By Nkosana Dlamini
MDC Alliance spokesperson Welshman Ncube has admitted to widening cracks within the anti-Zanu PF front after MDC-T officials allegedly froze out candidates seconded for nomination by coalition partners.
This follows the chaos that marred nomination last Thursday when Zanu PF was allowed to bag the Insiza North parliamentary seat and Wards 22, 23, and 24 Wards unopposed after the coalition bungled nomination process.
Ncube told NewZimbabwe.com weekend that the parliamentary seat was allocated to Agrippa Mutambara’s Zimbabwe People First party but it emerged some MDC-T officials had refused to sign the seconded candidate’s nomination papers insisting there was a “more suitable” candidate for the area.
The MDC-T officials who were supposed to sign the papers were chairperson Morgen Komichi, secretary for elections Murisi Zvizvai and party organising secretary Amos Chibaya.
It emerged that the preferred candidate had his papers rejected during nomination after they were found to be belonging to different wards.
The fragile nature of the MDC Alliance was further exposed after the MDC-T, which forms the backbone of the coalition, also proceeded to field its own candidates against earlier agreements not to contest council seats where a coalition partner had been occupying them.
This was the case with Matopo in which MDC-T fielded candidates in an area in which Ncube’s MDC held fort.
Zanu Ndonga had its one seat snatched by MDC-T while MCD had 3 of its 4 potential seats also unilaterally seized at the last minute.
Ncube admitted this has driven a wedge between the MDC-T and its coalition partners but said they had no choice but to camouflash the divisions in the interest of the multi-party alliance.
“I have personally spoken to each of them (affected parties) over the last three days and we are all agreed that we remain hundred percent committed to the alliance, that we will work for the alliance to succeed in this election even if things which should not have happened, happened,” said the former industry minister.

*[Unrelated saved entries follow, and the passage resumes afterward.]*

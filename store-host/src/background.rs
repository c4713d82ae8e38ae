//! Background relays from component outputs to the UI event bus.

use connectivity_monitor::{AlertView, AnimationCue};
use notify_permission::PermissionOrchestrator;
use presence_overlay::OverlayEvent;
use tokio::sync::{broadcast, watch};

use crate::app::SharedState;
use crate::events::{self, PermissionPayload};

/// Publish every connectivity alert view change.
pub async fn connectivity_alert_relay(state: SharedState, mut views: watch::Receiver<AlertView>) {
    let shutdown_token = state.shutdown_token().clone();
    loop {
        let changed = tokio::select! {
            _ = shutdown_token.cancelled() => break,
            changed = views.changed() => changed,
        };
        if changed.is_err() {
            break;
        }
        let view = *views.borrow_and_update();
        tracing::debug!(?view, "Connectivity alert changed");
        events::publish(state.bus_sender(), events::CONNECTIVITY_ALERT, view);
    }
    tracing::info!("Connectivity alert relay stopped");
}

/// Publish banner animation cues.
pub async fn connectivity_animation_relay(
    state: SharedState,
    mut cues: broadcast::Receiver<AnimationCue>,
) {
    let shutdown_token = state.shutdown_token().clone();
    loop {
        let cue = tokio::select! {
            _ = shutdown_token.cancelled() => break,
            cue = cues.recv() => cue,
        };
        match cue {
            Ok(cue) => events::publish(state.bus_sender(), events::CONNECTIVITY_ANIMATION, cue),
            Err(broadcast::error::RecvError::Lagged(n)) => {
                tracing::warn!("Connectivity animation relay lagged by {n} cues");
            }
            Err(broadcast::error::RecvError::Closed) => break,
        }
    }
    tracing::info!("Connectivity animation relay stopped");
}

/// Forward overlay taps to the UI.
pub async fn overlay_click_relay(state: SharedState) {
    let shutdown_token = state.shutdown_token().clone();
    let mut clicks = state.overlay().subscribe();
    loop {
        let event = tokio::select! {
            _ = shutdown_token.cancelled() => break,
            event = clicks.recv() => event,
        };
        match event {
            Ok(OverlayEvent::Clicked) => {
                tracing::info!("Floating overlay clicked");
                events::publish(state.bus_sender(), events::OVERLAY_CLICKED, ());
            }
            Err(broadcast::error::RecvError::Lagged(n)) => {
                tracing::warn!("Overlay click relay lagged by {n} events");
            }
            Err(broadcast::error::RecvError::Closed) => break,
        }
    }
    tracing::info!("Overlay click relay stopped");
}

/// Run the notification permission flow once and publish the outcome.
pub async fn notification_permission_check(state: SharedState, orchestrator: PermissionOrchestrator) {
    let decision = orchestrator.ensure_notification_permission().await;
    events::publish(
        state.bus_sender(),
        events::NOTIFICATION_PERMISSION,
        PermissionPayload {
            decision,
            platform: orchestrator.platform().family(),
        },
    );
}

#[cfg(test)]
mod tests {
    use std::sync::Arc;
    use std::time::Duration;

    use connectivity_monitor::{AlertVariant, ConnectivityState};
    use notify_permission::NotificationPlatform;
    use serde_json::Value;

    use super::*;
    use crate::config::AppConfig;
    use crate::platform::BusPrompter;

    async fn next_message(rx: &mut broadcast::Receiver<String>) -> Value {
        let msg = tokio::time::timeout(Duration::from_secs(1), rx.recv())
            .await
            .unwrap()
            .unwrap();
        serde_json::from_str(&msg).unwrap()
    }

    #[tokio::test]
    async fn test_alert_relay_publishes_views_until_shutdown() {
        let state = SharedState::new(AppConfig::default());
        let mut rx = state.subscribe_bus();
        let (tx, views) = watch::channel(AlertView::default());
        let relay = tokio::spawn(connectivity_alert_relay(state.clone(), views));

        tx.send(AlertView {
            state: ConnectivityState::Disconnected,
            visible: true,
            variant: Some(AlertVariant::NoConnection),
        })
        .unwrap();
        let msg = next_message(&mut rx).await;
        assert_eq!(msg["type"], events::CONNECTIVITY_ALERT);
        assert_eq!(msg["data"]["state"], "disconnected");
        assert_eq!(msg["data"]["variant"], "no_connection");

        state.shutdown_token().cancel();
        relay.await.unwrap();
    }

    #[tokio::test]
    async fn test_permission_outcome_is_published() {
        let state = SharedState::new(AppConfig::default());
        let mut rx = state.subscribe_bus();
        let orchestrator = PermissionOrchestrator::new(
            NotificationPlatform::Unrestricted,
            Arc::new(BusPrompter::new(state.bus_sender().clone())),
        );

        notification_permission_check(state.clone(), orchestrator).await;
        let msg = next_message(&mut rx).await;
        assert_eq!(msg["type"], events::NOTIFICATION_PERMISSION);
        assert_eq!(msg["data"]["decision"], "not_applicable");
        assert_eq!(msg["data"]["platform"], "unrestricted");
    }
}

“There is therefore not doubt in my mind that the alliance is still intact, that notwithstanding the ill-treatment that some alliance partners have received, we still think it’s the only option that the people of Zimbabwe have and we will present that option to them,” he said.

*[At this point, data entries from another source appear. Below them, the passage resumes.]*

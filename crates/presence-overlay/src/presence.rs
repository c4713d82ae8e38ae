//! Drives the overlay from app lifecycle and store status.
//!
//! Rules:
//! - app in background with the store open: show the overlay with the order count
//! - app in background with the store closed: hide it
//! - app in foreground: hide it
//! - order count changes while in background with the store open: update it

use std::sync::Arc;

use serde::Serialize;

use crate::bridge::OverlayBridge;
use crate::request::OverlayRequest;

#[derive(Debug, Clone, Copy, PartialEq, Eq, Serialize)]
#[serde(rename_all = "snake_case")]
pub enum AppLifecycle {
    Foreground,
    Background,
}

/// Business state the overlay mirrors.
#[derive(Debug, Clone, Copy, PartialEq, Eq)]
pub struct PresenceInputs {
    pub lifecycle: AppLifecycle,
    pub store_open: bool,
    pub order_count: u32,
}

impl Default for PresenceInputs {
    fn default() -> Self {
        Self {
            lifecycle: AppLifecycle::Foreground,
            store_open: false,
            order_count: 0,
        }
    }
}

#[derive(Debug, Clone, Copy, PartialEq, Eq)]
pub enum OverlayCommand {
    Show(OverlayRequest),
    Update(OverlayRequest),
    Hide,
}

/// Pure reducer from presence input changes to overlay commands.
#[derive(Debug, Clone, Default)]
pub struct PresencePolicy {
    current: PresenceInputs,
}

impl PresencePolicy {
    pub fn new(initial: PresenceInputs) -> Self {
        Self { current: initial }
    }

    pub fn inputs(&self) -> PresenceInputs {
        self.current
    }

    pub fn set_lifecycle(&mut self, lifecycle: AppLifecycle) -> Option<OverlayCommand> {
        if self.current.lifecycle == lifecycle {
            return None;
        }
        self.current.lifecycle = lifecycle;
        match lifecycle {
            AppLifecycle::Foreground => Some(OverlayCommand::Hide),
            AppLifecycle::Background => Some(self.background_command()),
        }
    }

    pub fn set_store_open(&mut self, store_open: bool) -> Option<OverlayCommand> {
        if self.current.store_open == store_open {
            return None;
        }
        self.current.store_open = store_open;
        self.in_background().then(|| self.background_command())
    }

    pub fn set_order_count(&mut self, order_count: u32) -> Option<OverlayCommand> {
        if self.current.order_count == order_count {
            return None;
        }
        self.current.order_count = order_count;
        (self.in_background() && self.current.store_open)
            .then(|| OverlayCommand::Update(self.request()))
    }

    fn in_background(&self) -> bool {
        self.current.lifecycle == AppLifecycle::Background
    }

    fn background_command(&self) -> OverlayCommand {
        if self.current.store_open {
            OverlayCommand::Show(self.request())
        } else {
            OverlayCommand::Hide
        }
    }

    fn request(&self) -> OverlayRequest {
        OverlayRequest::new(self.current.store_open, self.current.order_count)
    }
}

/// Applies [`PresencePolicy`] commands to an [`OverlayBridge`].
pub struct PresenceDriver {
    bridge: Arc<OverlayBridge>,
    policy: PresencePolicy,
}

impl PresenceDriver {
    /// Ask for overlay permission up front, then start tracking `initial`.
    pub async fn mount(bridge: Arc<OverlayBridge>, initial: PresenceInputs) -> Self {
        if !bridge.request_overlay_permission().await {
            tracing::info!("Overlay permission not granted, presence overlay stays hidden");
        }
        Self {
            bridge,
            policy: PresencePolicy::new(initial),
        }
    }

    pub fn inputs(&self) -> PresenceInputs {
        self.policy.inputs()
    }

    pub async fn lifecycle_changed(&mut self, lifecycle: AppLifecycle) {
        let command = self.policy.set_lifecycle(lifecycle);
        self.dispatch(command).await;
    }

    pub async fn store_status_changed(&mut self, store_open: bool) {
        let command = self.policy.set_store_open(store_open);
        self.dispatch(command).await;
    }

    pub async fn order_count_changed(&mut self, order_count: u32) {
        let command = self.policy.set_order_count(order_count);
        self.dispatch(command).await;
    }

    /// Owner going away: the overlay must not outlive it.
    pub async fn unmount(self) {
        self.bridge.hide_overlay().await;
        tracing::debug!("Presence driver unmounted");
    }

    async fn dispatch(&self, command: Option<OverlayCommand>) {
        let Some(command) = command else {
            return;
        };
        tracing::debug!(?command, "Presence overlay command");
        match command {
            OverlayCommand::Show(req) => {
                self.bridge
                    .show_overlay(req.is_store_open, req.order_count)
                    .await
            }
            OverlayCommand::Update(req) => {
                self.bridge
                    .update_overlay(req.is_store_open, req.order_count)
                    .await
            }
            OverlayCommand::Hide => self.bridge.hide_overlay().await,
        }
    }
}

#[cfg(test)]
mod tests {
    use super::*;
    use crate::native::NativeOverlay;
    use crate::testing::{Call, RecordingOverlay};

    fn open_with(order_count: u32) -> PresencePolicy {
        PresencePolicy::new(PresenceInputs {
            lifecycle: AppLifecycle::Foreground,
            store_open: true,
            order_count,
        })
    }

    #[test]
    fn test_background_with_open_store_shows() {
        let mut policy = open_with(3);
        assert_eq!(
            policy.set_lifecycle(AppLifecycle::Background),
            Some(OverlayCommand::Show(OverlayRequest::new(true, 3)))
        );
        assert_eq!(policy.set_lifecycle(AppLifecycle::Background), None);
        assert_eq!(
            policy.set_lifecycle(AppLifecycle::Foreground),
            Some(OverlayCommand::Hide)
        );
    }

    #[test]
    fn test_background_with_closed_store_hides() {
        let mut policy = PresencePolicy::default();
        assert_eq!(
            policy.set_lifecycle(AppLifecycle::Background),
            Some(OverlayCommand::Hide)
        );
    }

    #[test]
    fn test_store_status_only_matters_in_background() {
        let mut policy = PresencePolicy::default();
        assert_eq!(policy.set_store_open(true), None);

        policy.set_lifecycle(AppLifecycle::Background);
        assert_eq!(policy.set_store_open(false), Some(OverlayCommand::Hide));
        assert_eq!(
            policy.set_store_open(true),
            Some(OverlayCommand::Show(OverlayRequest::new(true, 0)))
        );
    }

    #[test]
    fn test_order_count_updates_only_when_open_in_background() {
        let mut policy = open_with(0);
        assert_eq!(policy.set_order_count(1), None);

        policy.set_lifecycle(AppLifecycle::Background);
        assert_eq!(
            policy.set_order_count(2),
            Some(OverlayCommand::Update(OverlayRequest::new(true, 2)))
        );
        assert_eq!(policy.set_order_count(2), None);

        policy.set_store_open(false);
        assert_eq!(policy.set_order_count(5), None);
        assert_eq!(policy.inputs().order_count, 5);
    }

    #[tokio::test]
    async fn test_driver_follows_lifecycle() {
        let native = Arc::new(RecordingOverlay::new(false));
        let bridge = Arc::new(OverlayBridge::negotiate(Some(
            native.clone() as Arc<dyn NativeOverlay>
        )));

        let mut driver = PresenceDriver::mount(
            bridge.clone(),
            PresenceInputs {
                store_open: true,
                ..PresenceInputs::default()
            },
        )
        .await;
        assert_eq!(native.calls(), vec![Call::RequestPermission]);

        driver.lifecycle_changed(AppLifecycle::Background).await;
        driver.order_count_changed(2).await;
        driver.lifecycle_changed(AppLifecycle::Foreground).await;
        driver.order_count_changed(3).await;

        assert_eq!(
            native.calls(),
            vec![
                Call::RequestPermission,
                Call::Show(OverlayRequest::new(true, 0)),
                Call::Update(OverlayRequest::new(true, 2)),
                Call::Hide,
            ]
        );
    }

    #[tokio::test]
    async fn test_unmount_hides_overlay() {
        let native = Arc::new(RecordingOverlay::new(true));
        let bridge = Arc::new(OverlayBridge::negotiate(Some(
            native.clone() as Arc<dyn NativeOverlay>
        )));
        let mut driver = PresenceDriver::mount(bridge.clone(), PresenceInputs::default()).await;
        driver.store_status_changed(true).await;
        driver.lifecycle_changed(AppLifecycle::Background).await;
        assert!(bridge.is_overlay_showing().await);

        driver.unmount().await;
        assert!(!bridge.is_overlay_showing().await);
    }
}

MDC-T supporters have been at the forefront of demanding a reversal of the coalition arrangement adding that other coalition partners have not demonstrated any tangible grassroots support during campaigns for the elections.

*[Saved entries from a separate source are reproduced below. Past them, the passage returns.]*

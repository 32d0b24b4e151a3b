use super::emi::{self, BALANCE_EPSILON, MAX_ANNUAL_RATE_PERCENT, MAX_PRINCIPAL, MAX_TENURE_MONTHS};
use super::error::EngineError;
use super::types::{
    ExpandedPartPayment, LoanCalculationResult, LoanScenario, LoanTerms, PartPaymentInstruction,
    PartPaymentStrategy, ScenarioComparison, ScenarioResult, ScheduleEntry, YearlySummary,
};

const MIN_CALENDAR_YEAR: i32 = 1900;
const MAX_CALENDAR_YEAR: i32 = 2200;

/// Most scenarios the comparison view accepts: one base plus three edits.
const MAX_SCENARIOS: usize = 4;

const EMI_WEIGHT: f64 = 0.3;
const INTEREST_WEIGHT: f64 = 0.5;
const TENURE_WEIGHT: f64 = 0.2;

fn month_index(month: u32, year: i32) -> i64 {
    year as i64 * 12 + (month as i64 - 1)
}

fn index_to_month_year(index: i64) -> (u32, i32) {
    ((index.rem_euclid(12)) as u32 + 1, index.div_euclid(12) as i32)
}

/// Loop-carried state of the month-by-month simulation.
struct AmortizationState {
    balance: f64,
    installment: f64,
    /// First month index past the last scheduled payment. Reduce-tenure
    /// payments pull it in; reduce-emi reads it to re-derive the installment.
    adjusted_end_index: i64,
    total_interest: f64,
    total_paid: f64,
}

/// Materializes every occurrence of the given instructions inside the loan
/// window, ordered chronologically. Same-month occurrences are left
/// unmerged; the simulator sums them.
pub fn expand_part_payments(
    instructions: &[PartPaymentInstruction],
    terms: &LoanTerms,
) -> Vec<ExpandedPartPayment> {
    let start = month_index(terms.start_month, terms.start_year);
    let last_scheduled = start + terms.tenure_months() as i64 - 1;

    let mut events = Vec::new();
    for instruction in instructions {
        let first = month_index(instruction.month, instruction.year);
        match instruction.frequency.interval_months() {
            None => {
                if (start..=last_scheduled).contains(&first) {
                    events.push(event_at(first, instruction));
                }
            }
            Some(step) => {
                let mut index = first;
                while index <= last_scheduled {
                    if index >= start {
                        events.push(event_at(index, instruction));
                    }
                    index += step as i64;
                }
            }
        }
    }

    events.sort_by_key(|event| month_index(event.month, event.year));
    events
}

fn event_at(index: i64, instruction: &PartPaymentInstruction) -> ExpandedPartPayment {
    let (month, year) = index_to_month_year(index);
    ExpandedPartPayment {
        month,
        year,
        amount: instruction.amount,
        strategy: instruction.strategy,
    }
}

/// Runs the full amortization simulation: one pass over the loan months,
/// applying interest, principal, and part payments, re-deriving the
/// horizon or the installment as the payment strategies demand.
pub fn compute_schedule(
    terms: &LoanTerms,
    instructions: &[PartPaymentInstruction],
) -> Result<LoanCalculationResult, EngineError> {
    validate_terms(terms)?;
    validate_instructions(instructions)?;

    let terms = bounded_terms(terms);
    let rate = terms.monthly_rate();
    let tenure_months = terms.tenure_months();
    let nominal_emi = emi::monthly_installment(terms.principal, rate, tenure_months)?;

    let events = expand_part_payments(instructions, &terms);
    let start_index = month_index(terms.start_month, terms.start_year);
    let end_index = start_index + tenure_months as i64;

    let mut state = AmortizationState {
        balance: terms.principal,
        installment: nominal_emi,
        adjusted_end_index: end_index,
        total_interest: 0.0,
        total_paid: 0.0,
    };

    let mut schedule = Vec::with_capacity(tenure_months as usize);
    let mut cursor = 0usize;
    let mut index = start_index;

    // Single termination rule: the nominal horizon bounds every mode, since
    // neither strategy may push the payoff past the original end date.
    while index < end_index && state.balance > BALANCE_EPSILON {
        let interest = state.balance * rate;
        let mut principal_component = state.installment - interest;
        if principal_component > state.balance {
            principal_component = state.balance;
        }
        if principal_component < 0.0 {
            principal_component = 0.0;
        }
        let charged = interest + principal_component;

        let mut part_payment = 0.0;
        let mut reduce_tenure_seen = false;
        let mut reduce_emi_seen = false;
        while cursor < events.len() {
            let event = &events[cursor];
            let event_index = month_index(event.month, event.year);
            if event_index > index {
                break;
            }
            if event_index == index {
                part_payment += event.amount;
                match event.strategy {
                    PartPaymentStrategy::ReduceTenure => reduce_tenure_seen = true,
                    PartPaymentStrategy::ReduceEmi => reduce_emi_seen = true,
                }
            }
            cursor += 1;
        }

        let headroom = state.balance - principal_component;
        if part_payment > headroom {
            part_payment = headroom.max(0.0);
        }

        state.balance -= principal_component + part_payment;
        if state.balance < -BALANCE_EPSILON {
            return Err(EngineError::InconsistentSchedule(format!(
                "remaining balance fell to {} at month index {index}",
                state.balance
            )));
        }
        if state.balance < 0.0 {
            state.balance = 0.0;
        }

        state.total_interest += interest;
        state.total_paid += charged + part_payment;

        if part_payment > 0.0 && state.balance > BALANCE_EPSILON {
            // Reduce-tenure first; a same-month reduce-emi reads the
            // already-shortened horizon.
            if reduce_tenure_seen {
                if let Some(months) = emi::months_to_amortize(state.balance, state.installment, rate)
                {
                    let recomputed = index + 1 + months.ceil() as i64;
                    state.adjusted_end_index = recomputed.clamp(index + 1, end_index);
                }
            }
            if reduce_emi_seen {
                let remaining = (state.adjusted_end_index - (index + 1)).max(1) as u32;
                state.installment = emi::monthly_installment(state.balance, rate, remaining)?;
            }
        }

        let (month, year) = index_to_month_year(index);
        schedule.push(ScheduleEntry {
            month,
            year,
            emi_amount: charged,
            principal_component,
            interest_component: interest,
            remaining_balance: state.balance,
            part_payment_amount: part_payment,
        });
        index += 1;
    }

    let yearly_summary = summarize_by_year(&schedule);
    Ok(LoanCalculationResult {
        emi: nominal_emi,
        total_interest_paid: state.total_interest,
        total_amount_paid: state.total_paid,
        schedule,
        yearly_summary,
    })
}

/// Simulates every scenario independently with part payments stripped,
/// then scores them on a 0-100 min-max scale per metric (100 = cheapest)
/// and picks the highest weighted score, first-wins on ties.
pub fn compare_scenarios(scenarios: &[LoanScenario]) -> Result<ScenarioComparison, EngineError> {
    if scenarios.is_empty() {
        return Err(EngineError::InvalidInput(
            "at least one scenario is required".to_string(),
        ));
    }
    if scenarios.len() > MAX_SCENARIOS {
        return Err(EngineError::InvalidInput(format!(
            "at most {MAX_SCENARIOS} scenarios are supported, got {}",
            scenarios.len()
        )));
    }

    let mut runs = Vec::with_capacity(scenarios.len());
    for scenario in scenarios {
        let result = compute_schedule(&scenario.terms, &[])?;
        runs.push((
            scenario.name.clone(),
            result.emi,
            result.total_interest_paid,
            result.total_amount_paid,
            result.schedule.len() as u32,
        ));
    }

    let emi_scores = lower_is_better_scores(runs.iter().map(|r| r.1));
    let interest_scores = lower_is_better_scores(runs.iter().map(|r| r.2));
    let tenure_scores = lower_is_better_scores(runs.iter().map(|r| r.4 as f64));

    let mut results = Vec::with_capacity(runs.len());
    for (i, (name, emi_amount, total_interest, total_amount, tenure_months)) in
        runs.into_iter().enumerate()
    {
        let weighted_score = EMI_WEIGHT * emi_scores[i]
            + INTEREST_WEIGHT * interest_scores[i]
            + TENURE_WEIGHT * tenure_scores[i];
        results.push(ScenarioResult {
            name,
            emi: emi_amount,
            total_interest,
            total_amount,
            tenure_months,
            emi_score: emi_scores[i],
            interest_score: interest_scores[i],
            tenure_score: tenure_scores[i],
            weighted_score,
        });
    }

    let mut winner_index = 0;
    for (i, result) in results.iter().enumerate().skip(1) {
        if result.weighted_score > results[winner_index].weighted_score {
            winner_index = i;
        }
    }

    Ok(ScenarioComparison {
        winner_name: results[winner_index].name.clone(),
        winner_score: results[winner_index].weighted_score,
        winner_index,
        scenarios: results,
    })
}

fn lower_is_better_scores(values: impl Iterator<Item = f64>) -> Vec<f64> {
    let values: Vec<f64> = values.collect();
    let min = values.iter().copied().fold(f64::INFINITY, f64::min);
    let max = values.iter().copied().fold(f64::NEG_INFINITY, f64::max);
    let span = max - min;

    values
        .iter()
        .map(|v| {
            if span <= 0.0 {
                100.0
            } else {
                100.0 * (max - v) / span
            }
        })
        .collect()
}

fn summarize_by_year(schedule: &[ScheduleEntry]) -> Vec<YearlySummary> {
    let mut years: Vec<YearlySummary> = Vec::new();
    for entry in schedule {
        match years.last_mut() {
            Some(last) if last.year == entry.year => {
                last.principal_paid += entry.principal_component;
                last.interest_paid += entry.interest_component;
                last.part_payments += entry.part_payment_amount;
                last.closing_balance = entry.remaining_balance;
            }
            _ => years.push(YearlySummary {
                year: entry.year,
                principal_paid: entry.principal_component,
                interest_paid: entry.interest_component,
                part_payments: entry.part_payment_amount,
                closing_balance: entry.remaining_balance,
            }),
        }
    }
    years
}

fn bounded_terms(terms: &LoanTerms) -> LoanTerms {
    LoanTerms {
        principal: terms.principal.min(MAX_PRINCIPAL),
        annual_rate_percent: terms.annual_rate_percent.min(MAX_ANNUAL_RATE_PERCENT),
        tenure_years: terms.tenure_years.min(MAX_TENURE_MONTHS / 12),
        start_month: terms.start_month,
        start_year: terms.start_year,
    }
}

fn validate_terms(terms: &LoanTerms) -> Result<(), EngineError> {
    if !terms.principal.is_finite() || terms.principal <= 0.0 {
        return Err(EngineError::InvalidInput(format!(
            "principal must be a positive finite amount, got {}",
            terms.principal
        )));
    }
    if !terms.annual_rate_percent.is_finite() || terms.annual_rate_percent < 0.0 {
        return Err(EngineError::InvalidInput(format!(
            "annual rate must be finite and >= 0, got {}",
            terms.annual_rate_percent
        )));
    }
    if terms.tenure_years == 0 {
        return Err(EngineError::InvalidInput(
            "tenure must be at least one year".to_string(),
        ));
    }
    validate_calendar(terms.start_month, terms.start_year, "start")
}

fn validate_instructions(instructions: &[PartPaymentInstruction]) -> Result<(), EngineError> {
    for instruction in instructions {
        if !instruction.amount.is_finite() || instruction.amount <= 0.0 {
            return Err(EngineError::InvalidInput(format!(
                "part payment {} amount must be a positive finite amount, got {}",
                instruction.id, instruction.amount
            )));
        }
        validate_calendar(instruction.month, instruction.year, "part payment")?;
    }
    Ok(())
}

fn validate_calendar(month: u32, year: i32, what: &str) -> Result<(), EngineError> {
    if !(1..=12).contains(&month) {
        return Err(EngineError::InvalidInput(format!(
            "{what} month must be 1-12, got {month}"
        )));
    }
    if !(MIN_CALENDAR_YEAR..=MAX_CALENDAR_YEAR).contains(&year) {
        return Err(EngineError::InvalidInput(format!(
            "{what} year must be {MIN_CALENDAR_YEAR}-{MAX_CALENDAR_YEAR}, got {year}"
        )));
    }
    Ok(())
}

The lead alliance partner was also defiant, with national chairman Komichi saying the nomination day changes were aimed at ensuring they fielded the strongest the strongest candidates.
“It was a matter of deploying a strong candidate,” he told state media.
“If we field a strong candidate it is to the benefit of the Alliance because we would stand to win in that constituency rather than field a weaker candidate.
“In any case, an agreement we had was that a party would field a candidate in areas where it had greater support.
“It is politically suicidal as an Alliance to field a candidate who is weak. People should focus on the broader objective of winning the election.”